Bibliographic record
Abstract
Bus bulbs, also known as nubs, curb extensions, or bus bulges are sections of sidewalk that extend from the curb of a parking lane to the edge of the through lane. In regard to traffic operations, bus bulbs operate similarly to curbside bus stops. Buses stop in the traffic lane instead of weaving into a parking-lane curbside stop. A major advantage of using bus bulbs is the creation of additional space at a bus stop for shelters, benches, and other bus patron improvements when the inclusion of these amenities would otherwise be limited without the additional space. The primary motivators for installing bus bulbs are to reduce congestion on sidewalks and to eliminate the bus weaving maneuver into a parking-lane curbside stop (also called a bus bay stop).
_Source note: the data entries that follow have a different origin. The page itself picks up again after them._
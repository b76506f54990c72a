//! Fitting trait, definitions and the factory registry.
//!
//! A fitting is the unit of work in a pipe. Factories turn an immutable
//! [`FittingDef`] into an executable [`Fitting`] once, at compile time.

pub mod json_error_handler;
pub mod params_parser;
pub mod raw;
pub mod router;
pub mod security;
pub mod validator;

pub use security::{SecurityHandler, SecurityHandlers};

use crate::config::RunnerConfig;
use crate::context::Context;
use crate::contract::ApiContract;
use crate::controllers::ControllerRegistry;
use crate::errors::{FittingError, PipeConfigError};
use crate::events::{EventSink, NoOpEventSink};
use async_trait::async_trait;
use futures::future::BoxFuture;
use serde::de::DeserializeOwned;
use serde::{Deserialize, Serialize};
use serde_json::{Map, Value};
use std::collections::BTreeMap;
use std::fmt::Debug;
use std::sync::Arc;

/// What a fitting hands to the next one.
///
/// `Ok(result)` continues the pipe with `result` as the running output;
/// `Err(err)` short-circuits to the error handler in scope.
pub type FittingResult = Result<Option<Value>, FittingError>;

/// A processing stage within a pipe.
#[async_trait]
pub trait Fitting: Send + Sync + Debug {
    /// Returns the name of the fitting.
    fn name(&self) -> &str;

    /// Runs the fitting against the request context.
    async fn call(&self, ctx: &mut Context) -> FittingResult;
}

/// A fitting backed by a synchronous closure.
pub struct FnFitting<F>
where
    F: Fn(&mut Context) -> FittingResult + Send + Sync,
{
    name: String,
    func: F,
}

impl<F> FnFitting<F>
where
    F: Fn(&mut Context) -> FittingResult + Send + Sync,
{
    /// Creates a new closure-backed fitting.
    pub fn new(name: impl Into<String>, func: F) -> Self {
        Self {
            name: name.into(),
            func,
        }
    }
}

impl<F> Debug for FnFitting<F>
where
    F: Fn(&mut Context) -> FittingResult + Send + Sync,
{
    fn fmt(&self, f: &mut std::fmt::Formatter<'_>) -> std::fmt::Result {
        f.debug_struct("FnFitting").field("name", &self.name).finish()
    }
}

#[async_trait]
impl<F> Fitting for FnFitting<F>
where
    F: Fn(&mut Context) -> FittingResult + Send + Sync,
{
    fn name(&self) -> &str {
        &self.name
    }

    async fn call(&self, ctx: &mut Context) -> FittingResult {
        (self.func)(ctx)
    }
}

/// A fitting backed by an async closure returning a boxed future.
pub struct AsyncFnFitting<F>
where
    F: for<'a> Fn(&'a mut Context) -> BoxFuture<'a, FittingResult> + Send + Sync,
{
    name: String,
    func: F,
}

impl<F> AsyncFnFitting<F>
where
    F: for<'a> Fn(&'a mut Context) -> BoxFuture<'a, FittingResult> + Send + Sync,
{
    /// Creates a new async closure-backed fitting.
    pub fn new(name: impl Into<String>, func: F) -> Self {
        Self {
            name: name.into(),
            func,
        }
    }
}

impl<F> Debug for AsyncFnFitting<F>
where
    F: for<'a> Fn(&'a mut Context) -> BoxFuture<'a, FittingResult> + Send + Sync,
{
    fn fmt(&self, f: &mut std::fmt::Formatter<'_>) -> std::fmt::Result {
        f.debug_struct("AsyncFnFitting").field("name", &self.name).finish()
    }
}

#[async_trait]
impl<F> Fitting for AsyncFnFitting<F>
where
    F: for<'a> Fn(&'a mut Context) -> BoxFuture<'a, FittingResult> + Send + Sync,
{
    fn name(&self) -> &str {
        &self.name
    }

    async fn call(&self, ctx: &mut Context) -> FittingResult {
        (self.func)(ctx).await
    }
}

/// Static configuration of one fitting instance.
#[derive(Debug, Clone, Default, PartialEq, Serialize, Deserialize)]
pub struct FittingDef {
    /// Fitting name; also the factory key unless `type` is given.
    pub name: String,
    /// Factory discriminator.
    #[serde(rename = "type", default, skip_serializing_if = "Option::is_none")]
    pub fitting_type: Option<String>,
    /// Context key(s) resolved into `ctx.input` before the call.
    #[serde(default, skip_serializing_if = "Option::is_none")]
    pub input: Option<Value>,
    /// Context key receiving the result instead of `output`.
    #[serde(default, skip_serializing_if = "Option::is_none")]
    pub output: Option<String>,
    /// Everything else.
    #[serde(flatten)]
    pub config: Map<String, Value>,
}

impl FittingDef {
    /// Creates a definition with no configuration.
    #[must_use]
    pub fn named(name: impl Into<String>) -> Self {
        Self {
            name: name.into(),
            ..Self::default()
        }
    }

    /// Parses a definition object; `name` is required.
    pub fn from_value(value: Value) -> Result<Self, PipeConfigError> {
        serde_json::from_value(value)
            .map_err(|e| PipeConfigError::new(format!("Invalid fitting definition: {e}")))
    }

    /// Key used to find the factory.
    #[must_use]
    pub fn factory_key(&self) -> &str {
        self.fitting_type.as_deref().unwrap_or(&self.name)
    }

    /// Deserializes the free-form config into a typed struct.
    pub fn config_as<T: DeserializeOwned>(&self) -> Result<T, PipeConfigError> {
        serde_json::from_value(Value::Object(self.config.clone()))
            .map_err(|e| PipeConfigError::fitting_config(&self.name, e.to_string()))
    }
}

/// Shared, read-only collaborators handed to factories.
#[derive(Debug, Clone)]
pub struct PipelineRuntime {
    /// Runner configuration.
    pub config: Arc<RunnerConfig>,
    /// The API contract.
    pub contract: Arc<ApiContract>,
    /// Controller directories.
    pub controllers: Arc<ControllerRegistry>,
    /// Security handlers by scheme name.
    pub security_handlers: Arc<SecurityHandlers>,
    /// Lifecycle event sink.
    pub events: Arc<dyn EventSink>,
}

impl PipelineRuntime {
    /// Creates a runtime with empty registries and a no-op sink.
    #[must_use]
    pub fn new(config: Arc<RunnerConfig>, contract: Arc<ApiContract>) -> Self {
        Self {
            config,
            contract,
            controllers: Arc::new(ControllerRegistry::new()),
            security_handlers: Arc::new(SecurityHandlers::new()),
            events: Arc::new(NoOpEventSink),
        }
    }
}

/// Creates fittings from definitions.
pub trait FittingFactory: Send + Sync {
    /// Builds a fitting; rejects bad configuration at compile time.
    fn create(&self, def: &FittingDef, runtime: &PipelineRuntime) -> Result<Arc<dyn Fitting>, PipeConfigError>;
}

impl<F> FittingFactory for F
where
    F: Fn(&FittingDef, &PipelineRuntime) -> Result<Arc<dyn Fitting>, PipeConfigError> + Send + Sync,
{
    fn create(&self, def: &FittingDef, runtime: &PipelineRuntime) -> Result<Arc<dyn Fitting>, PipeConfigError> {
        self(def, runtime)
    }
}

/// Factories by name.
#[derive(Clone, Default)]
pub struct FittingRegistry {
    factories: BTreeMap<String, Arc<dyn FittingFactory>>,
}

impl FittingRegistry {
    /// Creates an empty registry.
    #[must_use]
    pub fn new() -> Self {
        Self::default()
    }

    /// Creates a registry holding the built-in fittings.
    #[must_use]
    pub fn with_builtins() -> Self {
        let mut registry = Self::new();
        registry.register(json_error_handler::NAME, json_error_handler::create);
        registry.register(params_parser::NAME, params_parser::create);
        registry.register(raw::NAME, raw::create);
        registry.register(router::NAME, router::create);
        registry.register(security::NAME, security::create);
        registry.register(validator::NAME, validator::create);
        registry
    }

    /// Registers a factory, replacing any previous one with the same name.
    pub fn register(&mut self, name: impl Into<String>, factory: impl FittingFactory + 'static) {
        self.factories.insert(name.into(), Arc::new(factory));
    }

    /// Registers a ready-made fitting under its own name.
    pub fn register_fitting(&mut self, fitting: Arc<dyn Fitting>) {
        let name = fitting.name().to_string();
        self.register(
            name,
            move |_: &FittingDef, _: &PipelineRuntime| -> Result<Arc<dyn Fitting>, PipeConfigError> {
                Ok(fitting.clone())
            },
        );
    }

    /// Whether a factory is registered.
    #[must_use]
    pub fn contains(&self, name: &str) -> bool {
        self.factories.contains_key(name)
    }

    /// Builds a fitting for a definition.
    pub fn create(
        &self,
        pipe: &str,
        def: &FittingDef,
        runtime: &PipelineRuntime,
    ) -> Result<Arc<dyn Fitting>, PipeConfigError> {
        let factory = self
            .factories
            .get(def.factory_key())
            .ok_or_else(|| PipeConfigError::unknown_fitting(pipe, def.factory_key()))?;
        factory.create(def, runtime)
    }

    /// Registered names.
    #[must_use]
    pub fn names(&self) -> Vec<&str> {
        self.factories.keys().map(String::as_str).collect()
    }
}

impl Debug for FittingRegistry {
    fn fmt(&self, f: &mut std::fmt::Formatter<'_>) -> std::fmt::Result {
        f.debug_struct("FittingRegistry")
            .field("factories", &self.names())
            .finish()
    }
}

#[cfg(test)]
mod tests {
    use super::*;
    use crate::testing::{test_context, test_runtime};
    use serde_json::json;

    #[tokio::test]
    async fn test_fn_fitting() {
        let fitting = FnFitting::new("greeter", |ctx: &mut Context| {
            ctx.status_code = Some(201);
            Ok(Some(json!("hi")))
        });
        let mut ctx = test_context("/hello");

        assert_eq!(fitting.name(), "greeter");
        assert_eq!(fitting.call(&mut ctx).await.unwrap(), Some(json!("hi")));
        assert_eq!(ctx.status_code, Some(201));
    }

    #[tokio::test]
    async fn test_async_fn_fitting() {
        let fitting = AsyncFnFitting::new("delayed", |ctx| {
            Box::pin(async move {
                tokio::task::yield_now().await;
                ctx.input = Some(json!(1));
                Ok(None)
            })
        });
        let mut ctx = test_context("/hello");

        assert_eq!(fitting.call(&mut ctx).await.unwrap(), None);
        assert_eq!(ctx.input, Some(json!(1)));
    }

    #[test]
    fn test_fitting_def_parsing() {
        let def = FittingDef::from_value(json!({
            "name": "swagger_router",
            "type": "router",
            "output": "routed",
            "mockMode": true,
        }))
        .unwrap();

        assert_eq!(def.factory_key(), "router");
        assert_eq!(def.output.as_deref(), Some("routed"));
        assert_eq!(def.config.get("mockMode"), Some(&json!(true)));
        assert!(!def.config.contains_key("name"));

        assert!(FittingDef::from_value(json!({"mockMode": true})).is_err());
    }

    #[test]
    fn test_registry_builtins_and_unknown() {
        let registry = FittingRegistry::with_builtins();
        assert!(registry.contains("swagger_router"));
        assert!(registry.contains("json_error_handler"));

        let err = registry
            .create("main", &FittingDef::named("nope"), &test_runtime())
            .unwrap_err();
        assert_eq!(err.error_info.unwrap().code, "PIPE-001-UNKNOWN_FITTING");
    }

    #[test]
    fn test_register_fitting_reuses_instance() {
        let mut registry = FittingRegistry::new();
        let fitting: Arc<dyn Fitting> = Arc::new(FnFitting::new("noop", |_: &mut Context| Ok(None)));
        registry.register_fitting(fitting.clone());

        let created = registry
            .create("main", &FittingDef::named("noop"), &test_runtime())
            .unwrap();
        assert!(Arc::ptr_eq(&created, &fitting));
    }
}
Bus bulbs are appropriate at sites with high patron volumes, crowded city sidewalks, and curbside parking. Bus bulbs were studied as part of a more comprehensive research study of bus stop design and location, which was sponsored by the Transit Cooperative Research Program (TCRP). Researchers visited four transit agencies on the West Coast that were known to use bus bulbs. The research team visited San Francisco, Portland, Seattle, and Vancouver, British Columbia, to observe and document existing and planned bus bulbs. This paper documents the findings from the visits.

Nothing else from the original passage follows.